Dutch civil service scheme ABP, the largest pension fund in the Netherlands with €474bn in assets under management, is switching to index investing because it considers itself too large to be able to beat the market.
“The added value of active investing is zero for us because we are such a large investor,” ABP president Harmen van Wijnen said in a podcast with IPE’s sister publication Pensioen Pro (listen here, in Dutch).
“With over €100bn in listed equities, we are so large that we automatically become average in terms of returns,” he added.
ABP currently invests in some 8,000 stocks, and it has underperformed the benchmark over the long term after costs.

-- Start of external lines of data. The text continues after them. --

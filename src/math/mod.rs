//! Small math utilities

pub mod rng;

pub use rng::SeededRng;
//! Sparse lattice grid: coordinates, the cell store, and shell values.

pub mod coord;
pub mod store;
pub mod shell;

pub use coord::CellCoord;
pub use store::{BrickGrid, BrickLayout};
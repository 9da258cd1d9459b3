//! Occupancy values and shell membership.
//!
//! Every drawn cell carries a scalar `val`: 1.0 on the model shell,
//! decaying toward zero for interior cells. The voxelizer seeds these
//! values; edits that add or remove cells refresh them locally.

use crate::grid::coord::CellCoord;
use crate::grid::store::BrickGrid;

/// How much the occupancy value decays per step away from the shell.
const VALUE_DECAY: f32 = 0.01;

/// Recompute the occupancy value of one cell from its six neighbors.
///
/// A cell with any absent or empty neighbor sits on the shell (val 1.0);
/// otherwise it inherits the best neighbor value minus one decay step.
pub fn update_value(grid: &mut BrickGrid, coord: CellCoord) {
    let mut max_neighbor = 0.0f32;
    let mut on_shell = false;
    for n in coord.neighbors() {
        match grid.get(n) {
            None => on_shell = true,
            Some(cell) if !cell.draw && cell.val == 0.0 => on_shell = true,
            Some(cell) => max_neighbor = max_neighbor.max(cell.val),
        }
    }
    let val = if on_shell {
        1.0
    } else {
        (max_neighbor - VALUE_DECAY).max(VALUE_DECAY)
    };
    if let Some(cell) = grid.get_mut(coord) {
        cell.val = val;
    }
}

/// Check whether any cell of the footprint anchored at `key` lies within
/// `shell_depth` layers of the model shell.
pub fn is_on_shell(grid: &BrickGrid, key: CellCoord, shell_depth: u32) -> bool {
    let Ok(size) = grid.anchor_size(key) else {
        return false;
    };
    let threshold = 1.0 - (shell_depth.saturating_sub(1)) as f32 / 100.0;
    grid.keys_in_footprint(key, size)
        .iter()
        .filter_map(|k| grid.get(*k))
        .any(|cell| cell.val >= threshold)
}

#[cfg(test)]
mod tests {
    use super::*;
    use crate::brick::cell::BrickCell;
    use crate::brick::types::BrickType;
    use crate::grid::store::BrickLayout;

    fn plate(val: f32) -> BrickCell {
        let mut cell = BrickCell::elemental(1, BrickType::Plate, None);
        cell.val = val;
        cell
    }

    #[test]
    fn test_exposed_cell_is_shell() {
        let mut grid = BrickGrid::new(BrickLayout::BricksAndPlates);
        let coord = CellCoord::new(0, 0, 0);
        grid.set(coord, plate(0.0));
        update_value(&mut grid, coord);
        assert_eq!(grid.get(coord).unwrap().val, 1.0);
    }

    #[test]
    fn test_enclosed_cell_decays() {
        let mut grid = BrickGrid::new(BrickLayout::BricksAndPlates);
        let center = CellCoord::new(0, 0, 0);
        grid.set(center, plate(0.0));
        for n in center.neighbors() {
            grid.set(n, plate(1.0));
        }
        update_value(&mut grid, center);
        let val = grid.get(center).unwrap().val;
        assert!(val < 1.0 && val > 0.9);
    }

    #[test]
    fn test_is_on_shell() {
        let mut grid = BrickGrid::new(BrickLayout::BricksAndPlates);
        let coord = CellCoord::new(0, 0, 0);
        grid.set(coord, plate(1.0));
        assert!(is_on_shell(&grid, coord, 1));

        grid.get_mut(coord).unwrap().val = 0.5;
        assert!(!is_on_shell(&grid, coord, 1));
        // Deeper shells admit lower values
        assert!(is_on_shell(&grid, coord, 51));
    }
}
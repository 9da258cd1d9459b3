//! Merge engine: greedily coalesce elemental cells into larger bricks.
//!
//! Candidates are processed in a locality order (low coordinate product
//! first). Each candidate tries every legal footprint it could grow into,
//! largest first when `prefer_largest` is set, with seed-derived random
//! tie-breaking so equally good shapes do not produce visible repeating
//! patterns. A cell that merges with nothing simply stays elemental; that
//! is its terminal state, not an error.

use std::cmp::Reverse;
use std::collections::HashSet;

use glam::IVec3;
use serde::{Deserialize, Serialize};

use crate::brick::cell::Parent;
use crate::brick::sizes;
use crate::brick::types::{BrickType, HeightClass};
use crate::edit::exposure::set_brick_exposure;
use crate::grid::coord::CellCoord;
use crate::grid::store::{BrickGrid, BrickLayout};
use crate::math::rng::SeededRng;

/// Tunables for a merge pass.
#[derive(Clone, Debug, Serialize, Deserialize)]
pub struct MergeOptions {
    /// Take the largest legal footprint instead of the first random fit
    pub prefer_largest: bool,
    /// Try full-height growth before horizontal growth
    pub merge_vertical: bool,
    /// Seed for tie-breaking between equally good footprints
    pub merge_seed: u64,
    /// Cap on the shorter footprint side
    pub max_width: i32,
    /// Cap on the longer footprint side
    pub max_depth: i32,
}

impl Default for MergeOptions {
    fn default() -> Self {
        Self {
            prefer_largest: true,
            merge_vertical: true,
            merge_seed: 0,
            max_width: 8,
            max_depth: 8,
        }
    }
}

/// Sort merge candidates by ascending coordinate product.
///
/// A cheap locality heuristic: low-coordinate cells merge first, which
/// keeps anchors in predictable corners. The secondary coordinate order
/// makes the pass deterministic.
pub fn sorted_for_merge(keys: &[CellCoord]) -> Vec<CellCoord> {
    let mut sorted = keys.to_vec();
    sorted.sort_by_key(|k| (k.merge_weight(), *k));
    sorted
}

/// Merge a set of elemental cells into the largest legal footprints.
///
/// Returns the anchors that survived the pass (merged or still elemental),
/// with exposure recomputed, for redraw. Cells absorbed into another
/// footprint are not returned.
pub fn merge_bricks(
    grid: &mut BrickGrid,
    keys: &[CellCoord],
    options: &MergeOptions,
) -> Vec<CellCoord> {
    let mut rng = SeededRng::new(options.merge_seed);
    let key_set: HashSet<CellCoord> = keys.iter().copied().collect();
    let mut updated = Vec::new();

    for key in sorted_for_merge(keys) {
        let Some(cell) = grid.get(key) else {
            continue;
        };
        // Cells already absorbed by an earlier candidate are done
        if !cell.draw || !cell.is_anchor() {
            continue;
        }
        let size = attempt_merge(grid, key, &key_set, options, &mut rng);
        log::debug!("merge candidate {key} -> {}x{}x{}", size.x, size.y, size.z);
        let _ = set_brick_exposure(grid, key);
        updated.push(key);
    }
    updated
}

/// Grow the footprint anchored at `anchor` to the best legal size whose
/// cells are all available within `keys`. Returns the resulting size
/// (unchanged when nothing could merge).
pub fn attempt_merge(
    grid: &mut BrickGrid,
    anchor: CellCoord,
    keys: &HashSet<CellCoord>,
    options: &MergeOptions,
    rng: &mut SeededRng,
) -> IVec3 {
    let Some(cell) = grid.get(anchor) else {
        return IVec3::ONE;
    };
    let current = cell.size.unwrap_or(IVec3::new(1, 1, grid.z_step()));
    let anchor_type = cell.brick_type;
    let material = cell.material.clone();
    if !anchor_type.is_mergeable(false) && !anchor_type.is_mergeable(true) {
        return current;
    }

    let mut candidates = candidate_sizes(grid.layout(), anchor_type, current, options);
    rng.shuffle(&mut candidates);
    if options.prefer_largest {
        // Stable sort keeps the shuffle as the tie-break within equal keys
        candidates.sort_by_key(|s| {
            let vertical = if options.merge_vertical { s.z } else { 0 };
            Reverse((s.x * s.y * s.z, vertical))
        });
    }

    for size in candidates {
        if size == current {
            continue;
        }
        if footprint_available(grid, anchor, size, current, keys, material.as_deref()) {
            apply_merge(grid, anchor, size);
            return size;
        }
    }
    current
}

/// Enumerate every legal footprint the anchor could grow into, both
/// orientations, within the configured caps.
fn candidate_sizes(
    layout: BrickLayout,
    anchor_type: BrickType,
    current: IVec3,
    options: &MergeOptions,
) -> Vec<IVec3> {
    let mut heights = vec![current.z];
    // Plates can consolidate into full bricks when growing vertically
    if options.merge_vertical
        && layout == BrickLayout::BricksAndPlates
        && current.z == HeightClass::Flat.units()
    {
        heights.push(HeightClass::Tall.units());
    }

    let mut out = Vec::new();
    for height in heights {
        let Some(class) = HeightClass::from_units(height) else {
            continue;
        };
        let target = target_type(anchor_type, class);
        for &[x, y] in sizes::sizes_for(class, target) {
            if x.min(y) > options.max_width || x.max(y) > options.max_depth {
                continue;
            }
            let a = IVec3::new(x, y, height);
            let b = IVec3::new(y, x, height);
            if !out.contains(&a) {
                out.push(a);
            }
            if !out.contains(&b) {
                out.push(b);
            }
        }
    }
    out
}

/// Shape the merged brick will take at a height class: keep the anchor's
/// shape when it exists there, otherwise the class default.
fn target_type(anchor_type: BrickType, class: HeightClass) -> BrickType {
    if !sizes::sizes_for(class, anchor_type).is_empty() && anchor_type.is_mergeable(true) {
        anchor_type
    } else {
        BrickType::default_for(class)
    }
}

/// Check that every unit cell of the grown footprint is present, drawn,
/// material-compatible, of a mergeable shape, and belongs (directly or via
/// its anchor) to the candidate key set with an elemental footprint inside
/// the grown volume.
fn footprint_available(
    grid: &BrickGrid,
    anchor: CellCoord,
    size: IVec3,
    current: IVec3,
    keys: &HashSet<CellCoord>,
    material: Option<&str>,
) -> bool {
    let up = size.z > current.z;
    for coord in grid.keys_in_footprint(anchor, size) {
        let Some(resolved) = grid.parent_anchor(coord) else {
            return false;
        };
        if resolved == anchor {
            continue;
        }
        let Some(cell) = grid.get(coord) else {
            return false;
        };
        if !cell.draw
            || cell.material.as_deref() != material
            || !cell.brick_type.is_mergeable(up)
        {
            return false;
        }
        if !keys.contains(&resolved) {
            // Existing anchor outside the candidate set; leave it alone
            return false;
        }
        let Some(owner) = grid.get(resolved) else {
            return false;
        };
        let Some(owner_size) = owner.size else {
            return false;
        };
        // Absorbed footprints must be elemental columns fully inside the
        // grown volume
        if owner_size.x != 1
            || owner_size.y != 1
            || resolved.z < anchor.z
            || resolved.z + owner_size.z > anchor.z + size.z
        {
            return false;
        }
    }
    true
}

/// Commit a successful merge: the anchor takes the new size and shape, all
/// covered cells point back at it.
fn apply_merge(grid: &mut BrickGrid, anchor: CellCoord, size: IVec3) {
    let class = HeightClass::from_units(size.z).unwrap_or(HeightClass::Flat);
    let new_type = grid
        .get(anchor)
        .map(|c| target_type(c.brick_type, class))
        .unwrap_or(BrickType::default_for(class));

    for coord in grid.keys_in_footprint(anchor, size) {
        let Some(cell) = grid.get_mut(coord) else {
            continue;
        };
        cell.draw = true;
        cell.brick_type = new_type;
        if coord == anchor {
            cell.size = Some(size);
            cell.parent = Parent::Anchor;
        } else {
            cell.size = None;
            cell.parent = Parent::Cell(anchor);
        }
    }
}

The scheme plans to halve the number of companies it owns in the process to some 4,000 which it will then hold for the long term.
“With our new index approach, we will deviate more from the benchmark so it becomes easier to beat,” said Van Wijnen. ABP plans to evaluate its index portfolio every two to three years to “evaluate whether we should sell some stocks or perhaps add some new ones,” he added.
80/20
Alongside its index-based portfolio, ABP is planning to keep running a smaller actively managed portfolio. “We are planning to keep investing about 20% of the portfolio actively, in a small number of stocks,” said Van Wijnen.

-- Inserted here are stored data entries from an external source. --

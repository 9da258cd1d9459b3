//! Core types and utilities

pub mod types;
pub mod error;
pub mod logging;

pub use types::*;
pub use error::EditError;
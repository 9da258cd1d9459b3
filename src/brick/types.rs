//! Brick shape enumeration and height classes.

use serde::{Deserialize, Serialize};

/// Vertical class of a brick shape.
///
/// Flat shapes are one lattice unit tall, tall shapes are three.
#[derive(Clone, Copy, Debug, PartialEq, Eq, Hash, Serialize, Deserialize)]
pub enum HeightClass {
    Flat,
    Tall,
}

impl HeightClass {
    /// Height in lattice units (the "height-step" of the class).
    pub fn units(self) -> i32 {
        match self {
            HeightClass::Flat => 1,
            HeightClass::Tall => 3,
        }
    }

    /// Class for a given Z extent, if it is a valid extent.
    pub fn from_units(units: i32) -> Option<HeightClass> {
        match units {
            1 => Some(HeightClass::Flat),
            3 => Some(HeightClass::Tall),
            _ => None,
        }
    }
}

/// Brick shape.
#[derive(Clone, Copy, Debug, Default, PartialEq, Eq, Hash, Serialize, Deserialize)]
pub enum BrickType {
    #[default]
    Plate,
    Brick,
    Slope,
    SlopeInverted,
    Tile,
    Stud,
    StudHollow,
    Cylinder,
    Cone,
}

impl BrickType {
    /// Height class this shape belongs to.
    ///
    /// Slopes exist in both classes; they default to tall and are validated
    /// against the size table for whichever class the footprint has.
    pub fn height_class(self) -> HeightClass {
        match self {
            BrickType::Plate
            | BrickType::Tile
            | BrickType::Stud
            | BrickType::StudHollow => HeightClass::Flat,
            BrickType::Brick
            | BrickType::Slope
            | BrickType::SlopeInverted
            | BrickType::Cylinder
            | BrickType::Cone => HeightClass::Tall,
        }
    }

    /// Whether this shape participates in merges.
    ///
    /// Cylinders only merge when growing upward (stacking).
    pub fn is_mergeable(self, up: bool) -> bool {
        matches!(self, BrickType::Plate | BrickType::Brick | BrickType::Slope)
            || (up && self == BrickType::Cylinder)
    }

    /// Default shape for a height class.
    pub fn default_for(class: HeightClass) -> BrickType {
        match class {
            HeightClass::Flat => BrickType::Plate,
            HeightClass::Tall => BrickType::Brick,
        }
    }
}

In doing this, the fund has been inspired by technology industry scheme PME, which has been running a concentrated portfolio of about 30 stocks for many years as a satellite alongside its passively managed portfolio.

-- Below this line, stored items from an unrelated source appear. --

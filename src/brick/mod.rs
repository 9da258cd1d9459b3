//! Brick domain types: shapes, cells, and the legal-size table.

pub mod types;
pub mod cell;
pub mod sizes;

pub use types::{BrickType, HeightClass};
pub use cell::{BrickCell, Parent};
//! Face exposure recomputation.
//!
//! A footprint face is exposed when at least one of its columns has no
//! drawn cell directly across the adjacent Z-step. Exposure is purely
//! local: callers re-run it for the changed cell and its immediate
//! vertical neighbors after any create/remove/split/merge.

use serde::{Deserialize, Serialize};

use crate::core::types::Result;
use crate::grid::coord::CellCoord;
use crate::grid::store::BrickGrid;

/// Which face of a brick an exposure override targets.
#[derive(Clone, Copy, Debug, PartialEq, Eq, Serialize, Deserialize)]
pub enum ExposureSide {
    Top,
    Bottom,
    Both,
}

/// Compute (top, bottom) exposure for the footprint anchored at `anchor`.
///
/// Fails only when `anchor` is not a footprint anchor.
pub fn brick_exposure(grid: &BrickGrid, anchor: CellCoord) -> Result<(bool, bool)> {
    let size = grid.anchor_size(anchor)?;
    let z_above = anchor.z + size.z;
    let z_below = anchor.z - grid.z_step();

    let mut top_exposed = false;
    let mut bot_exposed = false;
    for dy in 0..size.y {
        for dx in 0..size.x {
            let column = anchor.offset(dx, dy, 0);
            if !occludes(grid, CellCoord::new(column.x, column.y, z_above)) {
                top_exposed = true;
            }
            if !occludes(grid, CellCoord::new(column.x, column.y, z_below)) {
                bot_exposed = true;
            }
        }
    }
    Ok((top_exposed, bot_exposed))
}

/// Compute and store exposure on the anchor cell.
pub fn set_brick_exposure(grid: &mut BrickGrid, anchor: CellCoord) -> Result<(bool, bool)> {
    let (top, bot) = brick_exposure(grid, anchor)?;
    if let Some(cell) = grid.get_mut(anchor) {
        cell.top_exposed = Some(top);
        cell.bot_exposed = Some(bot);
    }
    Ok((top, bot))
}

/// Recompute exposure for the footprints at `loc` and its immediate
/// vertical neighbors. Returns the anchors that were updated.
pub fn verify_exposure_above_and_below(grid: &mut BrickGrid, loc: CellCoord) -> Vec<CellCoord> {
    let mut updated = Vec::new();

    // The brick at loc itself, the one below, and the one stacked on top
    // of loc's own extent.
    let own_extent = grid
        .parent_anchor(loc)
        .and_then(|a| grid.anchor_size(a).ok())
        .map(|s| s.z)
        .unwrap_or_else(|| grid.z_step());
    let candidates = [
        loc,
        loc.offset(0, 0, -grid.z_step()),
        loc.offset(0, 0, own_extent),
    ];

    for candidate in candidates {
        let Some(anchor) = grid.parent_anchor(candidate) else {
            continue;
        };
        if updated.contains(&anchor) {
            continue;
        }
        if set_brick_exposure(grid, anchor).is_ok() {
            updated.push(anchor);
        }
    }
    updated
}

/// Toggle the stored exposure flags on an anchor (user override).
pub fn toggle_exposure(grid: &mut BrickGrid, anchor: CellCoord, side: ExposureSide) -> Result<()> {
    grid.anchor(anchor)?;
    if let Some(cell) = grid.get_mut(anchor) {
        if matches!(side, ExposureSide::Top | ExposureSide::Both) {
            cell.top_exposed = Some(!cell.top_exposed.unwrap_or(false));
        }
        if matches!(side, ExposureSide::Bottom | ExposureSide::Both) {
            cell.bot_exposed = Some(!cell.bot_exposed.unwrap_or(false));
        }
    }
    Ok(())
}

fn occludes(grid: &BrickGrid, coord: CellCoord) -> bool {
    grid.get(coord).is_some_and(|cell| cell.draw)
}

“We regularly talk to other pension funds, we help each other, learn from each other and inspire each other,” said Van Wijnen.
Lower costs
The switch to index investing is also supposed to bring down investment management costs, but Van Wijnen doesn’t yet know by how much.
“But if it’s only 1% less, that would be too little. ABP’s asset management costs amounted to 0.63% of assets under management in 2022, 0.16% of which were performance fees, mainly for private equity managers. Last year, ABP asked consultancy Mercer to investigate whether it was overpaying external managers to manage its illiquid portfolios.
“Mercer concluded that we pay the market average. But the question is whether we should be paying this given that we are so big. We could be taking advantage of our scale,” according to Van Wijnen.
ABP is currently in talks with its asset manager APG, in which it has 92% ownership, to design a new index.
“I hope we will be done with this by the end of 2024. From 2025, we will then remodel our corporate and government bond portfolios,” said Van Wijnen.
ABP does not exclude employing other asset managers than APG to run parts of its portfolio. It recently introduced a new governance model with three full-time executive board members. Before, the fund was run exclusively by part-timers.
“We wanted to take the reins of the fund and become more independent from our asset manager APG. After all, we are the asset owner and bear the ultimate responsibility for our investments,” said Van Wijnen.